= See Clearly Method =

Pseudoscience eye exercise program

The See Clearly Method was an eye-exercise program that was marketed as an alternative to the use of glasses, contact lenses, and eye surgery to improve vision. Sales were halted by legal action in 2006. The method is not supported by basic science, and no research studies were conducted prior to marketing. The program is based in part on the Bates method, an alternative therapy devised in the early 20th century, which lacks clinical evidence to support the claim that it can improve eyesight.

==History==
The See Clearly Method was created by four individuals who called themselves the "American Vision Institute": optometrist David W. Muris, optometrist Merrill J. Allen, psychologist Francis A. Young, and nuclear chemist Steven Beresford. In 1996, they authored a book titled Improve Your Vision Without Glasses or Contact Lenses: A New Program of Therapeutic Eye Exercises, on which the later system was based. When Fairfield, Iowa, businessman Cliff Rose saw the book, he asked that the authors develop the program. Along with attorney David Sykes, Rose created Vision Improvement Technologies, which owned and marketed the See Clearly Method, which was heavily advertised on radio and television from 2001 to 2006, with the endorsement of actress Mariette Hartley.

The See Clearly Method and related approaches have been described as "amply critiqued and debunked." A 2005 Ohio State University study found no significant results in the application of the method.

Both the Journal of the American Optometric Association and the Journal of Behavioral Optometry declined to publish a study by the American Vision Institute purportedly demonstrating the efficacy of the method. The AVI then self-published the paper on their website.

==Techniques==
Some of the program's techniques were adapted from the Bates method, a collection of techniques developed by William Bates in the early 20th century. These techniques were based on Bates' own unorthodox theories, which have been consistently rejected by the scientific and medical community. Still, no evidence suggests that the Bates method, in whole or in part, is effective.
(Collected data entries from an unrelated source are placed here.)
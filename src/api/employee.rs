use actix_web::{HttpResponse, web};
use sqlx::SqlitePool;

use crate::error::AppError;
use crate::models::{DEFAULT_EMPLOYEE_LIMIT, EmployeeCreate, NewEmployee, Pagination};
use crate::repository::employee as repo;

/// Create Employee
#[utoipa::path(
    post,
    path = "/api/employees",
    request_body = EmployeeCreate,
    responses(
        (status = 201, description = "Employee created", body = crate::model::employee::Employee),
        (status = 400, description = "Employee ID or email already exists", body = Object, example = json!({
            "detail": "Employee ID 'E001' already exists"
        })),
        (status = 422, description = "Invalid payload", body = Object, example = json!({
            "detail": "email: email is not a valid email address"
        })),
        (status = 500, description = "Internal server error")
    ),
    tag = "Employee"
)]
pub async fn create_employee(
    pool: web::Data<SqlitePool>,
    payload: web::Json<EmployeeCreate>,
) -> Result<HttpResponse, AppError> {
    let new = NewEmployee::try_from(payload.into_inner())?;
    let employee = repo::create_employee(pool.get_ref(), &new).await?;

    Ok(HttpResponse::Created().json(employee))
}

#[utoipa::path(
    get,
    path = "/api/employees",
    params(Pagination),
    responses(
        (status = 200, description = "Employees in insertion order", body = [crate::model::employee::Employee]),
        (status = 422, description = "Invalid skip or limit")
    ),
    tag = "Employee"
)]
pub async fn list_employees(
    pool: web::Data<SqlitePool>,
    query: web::Query<Pagination>,
) -> Result<HttpResponse, AppError> {
    let employees = repo::list_employees(
        pool.get_ref(),
        query.skip(),
        query.limit_or(DEFAULT_EMPLOYEE_LIMIT),
    )
    .await?;

    Ok(HttpResponse::Ok().json(employees))
}

/// Get Employee by ID, with its attendance records
#[utoipa::path(
    get,
    path = "/api/employees/{id}",
    params(
        ("id", Path, description = "Internal employee ID")
    ),
    responses(
        (status = 200, description = "Employee found", body = crate::model::employee::EmployeeWithAttendance),
        (status = 404, description = "Employee not found", body = Object, example = json!({
            "detail": "Employee with ID 1 not found"
        }))
    ),
    tag = "Employee"
)]
pub async fn get_employee(
    pool: web::Data<SqlitePool>,
    path: web::Path<i64>,
) -> Result<HttpResponse, AppError> {
    let employee = repo::get_employee_with_attendance(pool.get_ref(), path.into_inner()).await?;

    Ok(HttpResponse::Ok().json(employee))
}

/// Delete Employee and all of its attendance
#[utoipa::path(
    delete,
    path = "/api/employees/{id}",
    params(
        ("id", Path, description = "Internal employee ID")
    ),
    responses(
        (status = 204, description = "Successfully deleted"),
        (status = 404, description = "Employee not found", body = Object, example = json!({
            "detail": "Employee with ID 1 not found"
        }))
    ),
    tag = "Employee"
)]
pub async fn delete_employee(
    pool: web::Data<SqlitePool>,
    path: web::Path<i64>,
) -> Result<HttpResponse, AppError> {
    let id = path.into_inner();

    if !repo::delete_employee(pool.get_ref(), id).await? {
        return Err(AppError::employee_not_found(id));
    }

    Ok(HttpResponse::NoContent().finish())
}
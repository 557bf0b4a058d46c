use actix_web::{HttpResponse, web};
use chrono::NaiveDate;
use sqlx::SqlitePool;

use crate::error::AppError;
use crate::models::{AttendanceCreate, AttendanceStatusUpdate, DEFAULT_ATTENDANCE_LIMIT, Pagination};
use crate::repository::{attendance as repo, employee};

/// Mark attendance
#[utoipa::path(
    post,
    path = "/api/attendance",
    request_body = AttendanceCreate,
    responses(
        (status = 201, description = "Attendance marked", body = crate::model::attendance::Attendance),
        (status = 400, description = "Already marked for that day", body = Object, example = json!({
            "detail": "Attendance already marked for employee 1 on 2024-01-10"
        })),
        (status = 404, description = "Employee not found"),
        (status = 422, description = "Invalid payload")
    ),
    tag = "Attendance"
)]
pub async fn create_attendance(
    pool: web::Data<SqlitePool>,
    payload: web::Json<AttendanceCreate>,
) -> Result<HttpResponse, AppError> {
    let record = repo::create_attendance(pool.get_ref(), &payload).await?;

    Ok(HttpResponse::Created().json(record))
}

#[utoipa::path(
    get,
    path = "/api/attendance",
    params(Pagination),
    responses(
        (status = 200, description = "Attendance, newest date first", body = [crate::model::attendance::Attendance]),
        (status = 422, description = "Invalid skip or limit")
    ),
    tag = "Attendance"
)]
pub async fn list_attendance(
    pool: web::Data<SqlitePool>,
    query: web::Query<Pagination>,
) -> Result<HttpResponse, AppError> {
    let records = repo::list_all_attendance(
        pool.get_ref(),
        query.skip(),
        query.limit_or(DEFAULT_ATTENDANCE_LIMIT),
    )
    .await?;

    Ok(HttpResponse::Ok().json(records))
}

#[utoipa::path(
    get,
    path = "/api/attendance/employee/{employee_id}",
    params(
        ("employee_id", Path, description = "Internal employee ID")
    ),
    responses(
        (status = 200, description = "Attendance of the employee, newest first", body = [crate::model::attendance::Attendance]),
        (status = 404, description = "Employee not found")
    ),
    tag = "Attendance"
)]
pub async fn employee_attendance(
    pool: web::Data<SqlitePool>,
    path: web::Path<i64>,
) -> Result<HttpResponse, AppError> {
    let employee_id = path.into_inner();

    if employee::get_employee(pool.get_ref(), employee_id).await?.is_none() {
        return Err(AppError::employee_not_found(employee_id));
    }

    let records = repo::get_attendance_by_employee(pool.get_ref(), employee_id).await?;
    Ok(HttpResponse::Ok().json(records))
}

#[utoipa::path(
    get,
    path = "/api/attendance/date/{date}",
    params(
        ("date", Path, description = "ISO 8601 calendar date", example = "2024-01-10")
    ),
    responses(
        (status = 200, description = "Attendance of every employee on that day", body = [crate::model::attendance::Attendance]),
        (status = 422, description = "Not an ISO 8601 date")
    ),
    tag = "Attendance"
)]
pub async fn attendance_on_date(
    pool: web::Data<SqlitePool>,
    path: web::Path<String>,
) -> Result<HttpResponse, AppError> {
    let raw = path.into_inner();
    let date = NaiveDate::parse_from_str(&raw, "%Y-%m-%d")
        .map_err(|_| AppError::Validation(format!("'{raw}' is not an ISO 8601 date (YYYY-MM-DD)")))?;

    let records = repo::get_attendance_by_date(pool.get_ref(), date).await?;

    Ok(HttpResponse::Ok().json(records))
}

/// Overwrite the status of one record
#[utoipa::path(
    put,
    path = "/api/attendance/{id}",
    params(
        ("id", Path, description = "Attendance record ID")
    ),
    request_body = AttendanceStatusUpdate,
    responses(
        (status = 200, description = "Updated record", body = crate::model::attendance::Attendance),
        (status = 404, description = "Attendance record not found", body = Object, example = json!({
            "detail": "Attendance record with ID 1 not found"
        })),
        (status = 422, description = "Unknown status")
    ),
    tag = "Attendance"
)]
pub async fn update_attendance(
    pool: web::Data<SqlitePool>,
    path: web::Path<i64>,
    body: web::Json<AttendanceStatusUpdate>,
) -> Result<HttpResponse, AppError> {
    let record = repo::update_attendance_status(pool.get_ref(), path.into_inner(), body.status).await?;

    Ok(HttpResponse::Ok().json(record))
}

#[utoipa::path(
    delete,
    path = "/api/attendance/{id}",
    params(
        ("id", Path, description = "Attendance record ID")
    ),
    responses(
        (status = 204, description = "Successfully deleted"),
        (status = 404, description = "Attendance record not found")
    ),
    tag = "Attendance"
)]
pub async fn delete_attendance(
    pool: web::Data<SqlitePool>,
    path: web::Path<i64>,
) -> Result<HttpResponse, AppError> {
    let id = path.into_inner();

    if !repo::delete_attendance(pool.get_ref(), id).await? {
        return Err(AppError::attendance_not_found(id));
    }

    Ok(HttpResponse::NoContent().finish())
}
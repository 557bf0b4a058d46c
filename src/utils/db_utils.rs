use sqlx::sqlite::SqliteQueryResult;

/// ===============================
/// Unique constraint detection
/// ===============================
///
/// Returns the constraint message (which names the colliding columns) when `err`
/// is a UNIQUE violation raised by the store.
pub fn unique_violation(err: &sqlx::Error) -> Option<String> {
    match err {
        sqlx::Error::Database(db_err) if db_err.is_unique_violation() => {
            Some(db_err.message().to_string())
        }
        _ => None,
    }
}

/// ===============================
/// Affected row check
/// ===============================
pub fn touched_any(result: &SqliteQueryResult) -> bool {
    result.rows_affected() > 0
}

#[cfg(test)]
mod tests {
    use super::*;
    use crate::db::test_pool;

    #[actix_web::test]
    async fn detects_unique_violation() {
        let pool = test_pool().await;
        let insert = "INSERT INTO employees (employee_id, full_name, email, department) \
                      VALUES ('E001', 'Jane', ?, 'Eng')";

        sqlx::query(insert)
            .bind("jane@co.com")
            .execute(&pool)
            .await
            .unwrap();
        // same external id, different email
        let err = sqlx::query(insert)
            .bind("other@co.com")
            .execute(&pool)
            .await
            .unwrap_err();

        let message = unique_violation(&err).expect("unique violation");
        assert!(message.contains("employees.employee_id"), "{message}");
    }

    #[test]
    fn other_errors_are_not_unique_violations() {
        assert_eq!(unique_violation(&sqlx::Error::RowNotFound), None);
    }
}
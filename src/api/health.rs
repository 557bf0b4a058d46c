use actix_web::{HttpResponse, Responder, get, web};
use serde_json::json;
use sqlx::SqlitePool;
use tracing::warn;

use crate::db;

const VERSION: &str = env!("CARGO_PKG_VERSION");

#[utoipa::path(
    get,
    path = "/",
    responses(
        (status = 200, description = "Service banner", body = Object, example = json!({
            "message": "HRMS Lite API",
            "version": "1.0.0",
            "docs": "/swagger-ui/"
        }))
    ),
    tag = "Health"
)]
#[get("/")]
pub async fn index() -> impl Responder {
    HttpResponse::Ok().json(json!({
        "message": "HRMS Lite API",
        "version": VERSION,
        "docs": "/swagger-ui/"
    }))
}

/// Always 200; the body says whether the store answered.
#[utoipa::path(
    get,
    path = "/health",
    responses(
        (status = 200, description = "Health report", body = Object, example = json!({
            "status": "healthy",
            "database": "connected",
            "version": "1.0.0"
        }))
    ),
    tag = "Health"
)]
#[get("/health")]
pub async fn health(pool: web::Data<SqlitePool>) -> impl Responder {
    match db::ping(pool.get_ref()).await {
        Ok(()) => HttpResponse::Ok().json(json!({
            "status": "healthy",
            "database": "connected",
            "version": VERSION
        })),
        Err(e) => {
            warn!(error = %e, "Health check could not reach the database");
            HttpResponse::Ok().json(json!({
                "status": "unhealthy",
                "database": "disconnected",
                "error": e.to_string()
            }))
        }
    }
}
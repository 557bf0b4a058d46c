use sqlx::SqlitePool;
use tracing::{debug, info, warn};

use crate::error::AppError;
use crate::model::employee::{Employee, EmployeeWithAttendance};
use crate::models::{NewEmployee, normalize_email};
use crate::repository::attendance;
use crate::utils::db_utils::{touched_any, unique_violation};

pub async fn get_employee(pool: &SqlitePool, id: i64) -> Result<Option<Employee>, AppError> {
    let employee = sqlx::query_as::<_, Employee>(
        "SELECT id, employee_id, full_name, email, department FROM employees WHERE id = ?",
    )
    .bind(id)
    .fetch_optional(pool)
    .await?;

    Ok(employee)
}

pub async fn get_employee_by_external_id(
    pool: &SqlitePool,
    employee_id: &str,
) -> Result<Option<Employee>, AppError> {
    let employee = sqlx::query_as::<_, Employee>(
        "SELECT id, employee_id, full_name, email, department FROM employees WHERE employee_id = ?",
    )
    .bind(employee_id)
    .fetch_optional(pool)
    .await?;

    Ok(employee)
}

pub async fn get_employee_by_email(
    pool: &SqlitePool,
    email: &str,
) -> Result<Option<Employee>, AppError> {
    let employee = sqlx::query_as::<_, Employee>(
        "SELECT id, employee_id, full_name, email, department FROM employees WHERE email = ?",
    )
    .bind(normalize_email(email))
    .fetch_optional(pool)
    .await?;

    Ok(employee)
}

/// Page of employees in insertion order.
pub async fn list_employees(
    pool: &SqlitePool,
    skip: u32,
    limit: u32,
) -> Result<Vec<Employee>, AppError> {
    debug!(skip, limit, "Fetching employees");

    let employees = sqlx::query_as::<_, Employee>(
        r#"
        SELECT id, employee_id, full_name, email, department
        FROM employees
        ORDER BY id
        LIMIT ? OFFSET ?
        "#,
    )
    .bind(i64::from(limit))
    .bind(i64::from(skip))
    .fetch_all(pool)
    .await?;

    Ok(employees)
}

fn employee_id_taken(new: &NewEmployee) -> AppError {
    AppError::Conflict(format!("Employee ID '{}' already exists", new.employee_id()))
}

fn email_taken(new: &NewEmployee) -> AppError {
    AppError::Conflict(format!("Email '{}' is already registered", new.email()))
}

/// Fails with `Conflict` when the external id or the email is already taken,
/// checking the external id first.
pub async fn create_employee(pool: &SqlitePool, new: &NewEmployee) -> Result<Employee, AppError> {
    if get_employee_by_external_id(pool, new.employee_id()).await?.is_some() {
        warn!(employee_id = new.employee_id(), "Duplicate employee id");
        return Err(employee_id_taken(new));
    }

    if get_employee_by_email(pool, new.email()).await?.is_some() {
        warn!(email = new.email(), "Duplicate employee email");
        return Err(email_taken(new));
    }

    insert_employee(pool, new).await
}

/// Plain insert. A UNIQUE violation here means a concurrent insert won the race
/// after the pre-checks passed.
async fn insert_employee(pool: &SqlitePool, new: &NewEmployee) -> Result<Employee, AppError> {
    let result = sqlx::query(
        r#"
        INSERT INTO employees (employee_id, full_name, email, department)
        VALUES (?, ?, ?, ?)
        "#,
    )
    .bind(new.employee_id())
    .bind(new.full_name())
    .bind(new.email())
    .bind(new.department())
    .execute(pool)
    .await
    .map_err(|e| match unique_violation(&e) {
        Some(constraint) if constraint.contains("employees.email") => email_taken(new),
        Some(_) => employee_id_taken(new),
        None => AppError::from(e),
    })?;

    let id = result.last_insert_rowid();
    info!(id, employee_id = new.employee_id(), "Employee created");

    Ok(Employee {
        id,
        employee_id: new.employee_id().to_string(),
        full_name: new.full_name().to_string(),
        email: new.email().to_string(),
        department: new.department().to_string(),
    })
}

pub async fn get_employee_with_attendance(
    pool: &SqlitePool,
    id: i64,
) -> Result<EmployeeWithAttendance, AppError> {
    let employee = get_employee(pool, id)
        .await?
        .ok_or_else(|| AppError::employee_not_found(id))?;

    let attendance_records = attendance::get_attendance_by_employee(pool, id).await?;

    Ok(EmployeeWithAttendance {
        employee,
        attendance_records,
    })
}

/// Removes the employee and, through the foreign key, all of its attendance.
/// Returns whether the employee existed.
pub async fn delete_employee(pool: &SqlitePool, id: i64) -> Result<bool, AppError> {
    let result = sqlx::query("DELETE FROM employees WHERE id = ?")
        .bind(id)
        .execute(pool)
        .await?;

    let deleted = touched_any(&result);
    if deleted {
        info!(id, "Employee deleted");
    }
    Ok(deleted)
}
pub mod attendance;
pub mod employee;
pub mod health;
pub mod statistics;
use chrono::NaiveDate;
use sqlx::SqlitePool;
use tracing::{debug, info, warn};

use crate::error::AppError;
use crate::model::attendance::{Attendance, AttendanceStatus};
use crate::models::AttendanceCreate;
use crate::repository::employee;
use crate::utils::db_utils::{touched_any, unique_violation};

pub async fn get_attendance(pool: &SqlitePool, id: i64) -> Result<Option<Attendance>, AppError> {
    let record = sqlx::query_as::<_, Attendance>(
        "SELECT id, employee_id, date, status FROM attendance WHERE id = ?",
    )
    .bind(id)
    .fetch_optional(pool)
    .await?;

    Ok(record)
}

/// All records of one employee, newest date first.
pub async fn get_attendance_by_employee(
    pool: &SqlitePool,
    employee_id: i64,
) -> Result<Vec<Attendance>, AppError> {
    let records = sqlx::query_as::<_, Attendance>(
        r#"
        SELECT id, employee_id, date, status
        FROM attendance
        WHERE employee_id = ?
        ORDER BY date DESC, id DESC
        "#,
    )
    .bind(employee_id)
    .fetch_all(pool)
    .await?;

    Ok(records)
}

pub async fn get_attendance_by_date(
    pool: &SqlitePool,
    date: NaiveDate,
) -> Result<Vec<Attendance>, AppError> {
    let records = sqlx::query_as::<_, Attendance>(
        "SELECT id, employee_id, date, status FROM attendance WHERE date = ?",
    )
    .bind(date)
    .fetch_all(pool)
    .await?;

    Ok(records)
}

pub async fn get_attendance_by_employee_and_date(
    pool: &SqlitePool,
    employee_id: i64,
    date: NaiveDate,
) -> Result<Option<Attendance>, AppError> {
    let record = sqlx::query_as::<_, Attendance>(
        "SELECT id, employee_id, date, status FROM attendance WHERE employee_id = ? AND date = ?",
    )
    .bind(employee_id)
    .bind(date)
    .fetch_optional(pool)
    .await?;

    Ok(record)
}

pub async fn list_all_attendance(
    pool: &SqlitePool,
    skip: u32,
    limit: u32,
) -> Result<Vec<Attendance>, AppError> {
    debug!(skip, limit, "Fetching attendance");

    let records = sqlx::query_as::<_, Attendance>(
        r#"
        SELECT id, employee_id, date, status
        FROM attendance
        ORDER BY date DESC, id DESC
        LIMIT ? OFFSET ?
        "#,
    )
    .bind(i64::from(limit))
    .bind(i64::from(skip))
    .fetch_all(pool)
    .await?;

    Ok(records)
}

fn already_marked(payload: &AttendanceCreate) -> AppError {
    AppError::Conflict(format!(
        "Attendance already marked for employee {} on {}",
        payload.employee_id, payload.date
    ))
}

/// Marks attendance for an existing employee. At most one record per employee per
/// day: the pre-check gives the friendly message, the table constraint settles
/// concurrent inserts.
pub async fn create_attendance(
    pool: &SqlitePool,
    payload: &AttendanceCreate,
) -> Result<Attendance, AppError> {
    let employee_id = payload.employee_id;

    if employee::get_employee(pool, employee_id).await?.is_none() {
        return Err(AppError::employee_not_found(employee_id));
    }

    if get_attendance_by_employee_and_date(pool, employee_id, payload.date)
        .await?
        .is_some()
    {
        warn!(employee_id, date = %payload.date, "Attendance already marked");
        return Err(already_marked(payload));
    }

    insert_attendance(pool, payload).await
}

async fn insert_attendance(
    pool: &SqlitePool,
    payload: &AttendanceCreate,
) -> Result<Attendance, AppError> {
    let result = sqlx::query("INSERT INTO attendance (employee_id, date, status) VALUES (?, ?, ?)")
        .bind(payload.employee_id)
        .bind(payload.date)
        .bind(payload.status)
        .execute(pool)
        .await
        .map_err(|e| match unique_violation(&e) {
            Some(_) => already_marked(payload),
            None => AppError::from(e),
        })?;

    let id = result.last_insert_rowid();
    info!(
        id,
        employee_id = payload.employee_id,
        date = %payload.date,
        status = %payload.status,
        "Attendance marked"
    );

    Ok(Attendance {
        id,
        employee_id: payload.employee_id,
        date: payload.date,
        status: payload.status,
    })
}

/// Overwrites the status in place. No history is kept.
pub async fn update_attendance_status(
    pool: &SqlitePool,
    id: i64,
    status: AttendanceStatus,
) -> Result<Attendance, AppError> {
    let result = sqlx::query("UPDATE attendance SET status = ? WHERE id = ?")
        .bind(status)
        .bind(id)
        .execute(pool)
        .await?;

    if !touched_any(&result) {
        return Err(AppError::attendance_not_found(id));
    }

    info!(id, status = %status, "Attendance updated");

    get_attendance(pool, id)
        .await?
        .ok_or_else(|| AppError::attendance_not_found(id))
}

pub async fn delete_attendance(pool: &SqlitePool, id: i64) -> Result<bool, AppError> {
    let result = sqlx::query("DELETE FROM attendance WHERE id = ?")
        .bind(id)
        .execute(pool)
        .await?;

    Ok(touched_any(&result))
}

#[cfg(test)]
pub(crate) mod tests {
    use super::*;
    use crate::db::{file_test_pool, test_pool};
    use crate::repository::employee::{create_employee, delete_employee, tests::new_employee};

    pub(crate) fn day(y: i32, m: u32, d: u32) -> NaiveDate {
        NaiveDate::from_ymd_opt(y, m, d).unwrap()
    }

    pub(crate) fn mark(employee_id: i64, date: NaiveDate, status: AttendanceStatus) -> AttendanceCreate {
        AttendanceCreate {
            employee_id,
            date,
            status,
        }
    }

    async fn pool_with_employee() -> (SqlitePool, i64) {
        let pool = test_pool().await;
        let employee = create_employee(&pool, &new_employee("E001", "jane@co.com"))
            .await
            .unwrap();
        (pool, employee.id)
    }

    #[actix_web::test]
    async fn create_and_read_back() {
        let (pool, emp) = pool_with_employee().await;

        let created = create_attendance(&pool, &mark(emp, day(2024, 1, 10), AttendanceStatus::Present))
            .await
            .unwrap();

        assert_eq!(created.employee_id, emp);
        assert_eq!(get_attendance(&pool, created.id).await.unwrap(), Some(created.clone()));
        assert_eq!(
            get_attendance_by_employee_and_date(&pool, emp, day(2024, 1, 10))
                .await
                .unwrap(),
            Some(created)
        );
        assert_eq!(get_attendance(&pool, 999).await.unwrap(), None);
    }

    #[actix_web::test]
    async fn unknown_employee_is_not_found() {
        let pool = test_pool().await;

        let err = create_attendance(&pool, &mark(77, day(2024, 1, 10), AttendanceStatus::Present))
            .await
            .unwrap_err();
        assert_eq!(err.to_string(), "Employee with ID 77 not found");
    }

    #[actix_web::test]
    async fn second_record_same_day_conflicts_whatever_the_status() {
        let (pool, emp) = pool_with_employee().await;
        create_attendance(&pool, &mark(emp, day(2024, 1, 10), AttendanceStatus::Present))
            .await
            .unwrap();

        let err = create_attendance(&pool, &mark(emp, day(2024, 1, 10), AttendanceStatus::Absent))
            .await
            .unwrap_err();
        match err {
            AppError::Conflict(message) => {
                assert!(message.contains("2024-01-10"), "{message}")
            }
            other => panic!("expected conflict, got {other:?}"),
        }

        // a different day is fine
        create_attendance(&pool, &mark(emp, day(2024, 1, 11), AttendanceStatus::Absent))
            .await
            .unwrap();
    }

    #[actix_web::test]
    async fn store_constraint_backs_the_one_per_day_rule() {
        let (pool, emp) = pool_with_employee().await;
        create_attendance(&pool, &mark(emp, day(2024, 1, 10), AttendanceStatus::Present))
            .await
            .unwrap();

        let err = sqlx::query("INSERT INTO attendance (employee_id, date, status) VALUES (?, ?, ?)")
            .bind(emp)
            .bind(day(2024, 1, 10))
            .bind(AttendanceStatus::Absent)
            .execute(&pool)
            .await
            .unwrap_err();
        assert!(unique_violation(&err).is_some());
    }

    #[actix_web::test]
    async fn insert_past_the_pre_check_still_conflicts() {
        let (pool, emp) = pool_with_employee().await;
        insert_attendance(&pool, &mark(emp, day(2024, 1, 10), AttendanceStatus::Present))
            .await
            .unwrap();

        let err = insert_attendance(&pool, &mark(emp, day(2024, 1, 10), AttendanceStatus::Absent))
            .await
            .unwrap_err();
        match err {
            AppError::Conflict(message) => assert_eq!(
                message,
                format!("Attendance already marked for employee {emp} on 2024-01-10")
            ),
            other => panic!("expected conflict, got {other:?}"),
        }
    }

    #[actix_web::test]
    async fn concurrent_marks_for_one_day_leave_a_single_record() {
        let dir = tempfile::tempdir().unwrap();
        let pool = file_test_pool(&dir.path().join("hrms.db")).await;
        let emp = create_employee(&pool, &new_employee("E001", "jane@co.com"))
            .await
            .unwrap()
            .id;

        for d in 1..=10 {
            let date = day(2024, 4, d);
            let handles: Vec<_> = [AttendanceStatus::Present, AttendanceStatus::Absent]
                .into_iter()
                .map(|status| {
                    let pool = pool.clone();
                    actix_web::rt::spawn(async move {
                        create_attendance(&pool, &mark(emp, date, status)).await
                    })
                })
                .collect();

            let mut created = 0;
            for handle in handles {
                match handle.await.unwrap() {
                    Ok(_) => created += 1,
                    Err(AppError::Conflict(_)) => {}
                    Err(other) => panic!("expected success or conflict, got {other:?}"),
                }
            }
            assert_eq!(created, 1, "day {date}");
            assert_eq!(get_attendance_by_date(&pool, date).await.unwrap().len(), 1);
        }
    }

    #[actix_web::test]
    async fn by_employee_is_newest_first() {
        let (pool, emp) = pool_with_employee().await;
        for d in [day(2024, 1, 9), day(2024, 1, 12), day(2024, 1, 10)] {
            create_attendance(&pool, &mark(emp, d, AttendanceStatus::Present))
                .await
                .unwrap();
        }

        let dates: Vec<_> = get_attendance_by_employee(&pool, emp)
            .await
            .unwrap()
            .into_iter()
            .map(|r| r.date)
            .collect();
        assert_eq!(dates, [day(2024, 1, 12), day(2024, 1, 10), day(2024, 1, 9)]);
    }

    #[actix_web::test]
    async fn by_date_spans_employees() {
        let (pool, first) = pool_with_employee().await;
        let second = create_employee(&pool, &new_employee("E002", "b@co.com"))
            .await
            .unwrap()
            .id;

        create_attendance(&pool, &mark(first, day(2024, 3, 1), AttendanceStatus::Present))
            .await
            .unwrap();
        create_attendance(&pool, &mark(second, day(2024, 3, 1), AttendanceStatus::Absent))
            .await
            .unwrap();
        create_attendance(&pool, &mark(second, day(2024, 3, 2), AttendanceStatus::Present))
            .await
            .unwrap();

        let mut owners: Vec<_> = get_attendance_by_date(&pool, day(2024, 3, 1))
            .await
            .unwrap()
            .into_iter()
            .map(|r| r.employee_id)
            .collect();
        owners.sort();
        assert_eq!(owners, [first, second]);
        assert!(get_attendance_by_date(&pool, day(2023, 3, 1)).await.unwrap().is_empty());
    }

    #[actix_web::test]
    async fn list_all_is_newest_first_and_paged() {
        let (pool, emp) = pool_with_employee().await;
        for d in 1..=4 {
            create_attendance(&pool, &mark(emp, day(2024, 2, d), AttendanceStatus::Present))
                .await
                .unwrap();
        }

        let page: Vec<_> = list_all_attendance(&pool, 1, 2)
            .await
            .unwrap()
            .into_iter()
            .map(|r| r.date)
            .collect();
        assert_eq!(page, [day(2024, 2, 3), day(2024, 2, 2)]);
    }

    #[actix_web::test]
    async fn status_update_round_trips() {
        let (pool, emp) = pool_with_employee().await;
        let created = create_attendance(&pool, &mark(emp, day(2024, 1, 10), AttendanceStatus::Present))
            .await
            .unwrap();

        let updated = update_attendance_status(&pool, created.id, AttendanceStatus::Absent)
            .await
            .unwrap();
        assert_eq!(updated.status, AttendanceStatus::Absent);

        let fetched = get_attendance(&pool, created.id).await.unwrap().unwrap();
        assert_eq!(fetched.status, AttendanceStatus::Absent);
        assert_eq!(fetched.date, created.date);
    }

    #[actix_web::test]
    async fn status_update_of_missing_record_is_not_found() {
        let pool = test_pool().await;
        let err = update_attendance_status(&pool, 3, AttendanceStatus::Present)
            .await
            .unwrap_err();
        assert!(matches!(err, AppError::NotFound(_)));
    }

    #[actix_web::test]
    async fn delete_reports_existence() {
        let (pool, emp) = pool_with_employee().await;
        let created = create_attendance(&pool, &mark(emp, day(2024, 1, 10), AttendanceStatus::Present))
            .await
            .unwrap();

        assert!(delete_attendance(&pool, created.id).await.unwrap());
        assert!(!delete_attendance(&pool, created.id).await.unwrap());
    }

    #[actix_web::test]
    async fn deleting_employee_cascades() {
        let (pool, emp) = pool_with_employee().await;
        let mut ids = Vec::new();
        for d in 1..=3 {
            let record = create_attendance(&pool, &mark(emp, day(2024, 1, d), AttendanceStatus::Present))
                .await
                .unwrap();
            ids.push(record.id);
        }

        assert!(delete_employee(&pool, emp).await.unwrap());

        for id in ids {
            assert_eq!(get_attendance(&pool, id).await.unwrap(), None);
        }
        assert!(get_attendance_by_employee(&pool, emp).await.unwrap().is_empty());
        assert!(list_all_attendance(&pool, 0, 1000).await.unwrap().is_empty());
    }
}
Some of the See Clearly Method's techniques are:

- "Tromboning" involved holding a small object at varying distances from one's eyes, inhaling as it was moved in and exhaling as it was moved out. The program's manual stated, "Tromboning exercises the focusing mechanism, improves control of the extraocular muscles, and stimulates the flow of nutrients inside the eyes".
- The Scanning Chart exercise involved moving a chart just out of focus, then jumping from dot to dot in time with the music on the program's exercise video.
- The program recommended Acupressure, in essence a massage for muscles surrounding the eye.
- "Blur reading" entailed turning a magazine upside-down at a distance from which the words were unclear, selecting a word and running one's gaze around it, and then around any letters one could recognize.
- Personal affirmations such as "I am seeing better each day" or "I can see without my glasses" were suggested.
- Light therapy, a variation of Bates's "sunning", involved sitting with one's eyes closed and the face six inches from an unshaded 150-watt bulb, just far enough to make the eyes "pleasantly warm but not too hot", according to the manual.
- "Palming", another technique adapted from Bates, involved closing the eyes and resting them against the palms.
- "Hydrotherapy", involved alternately placing hot and cold water-soaked towels over the eyes.
The See Clearly Method kit was sold at $350.

==Legal action==
Wisconsin's Consumer Protection had issued a warning that half of the kit buyers in the State had returned it.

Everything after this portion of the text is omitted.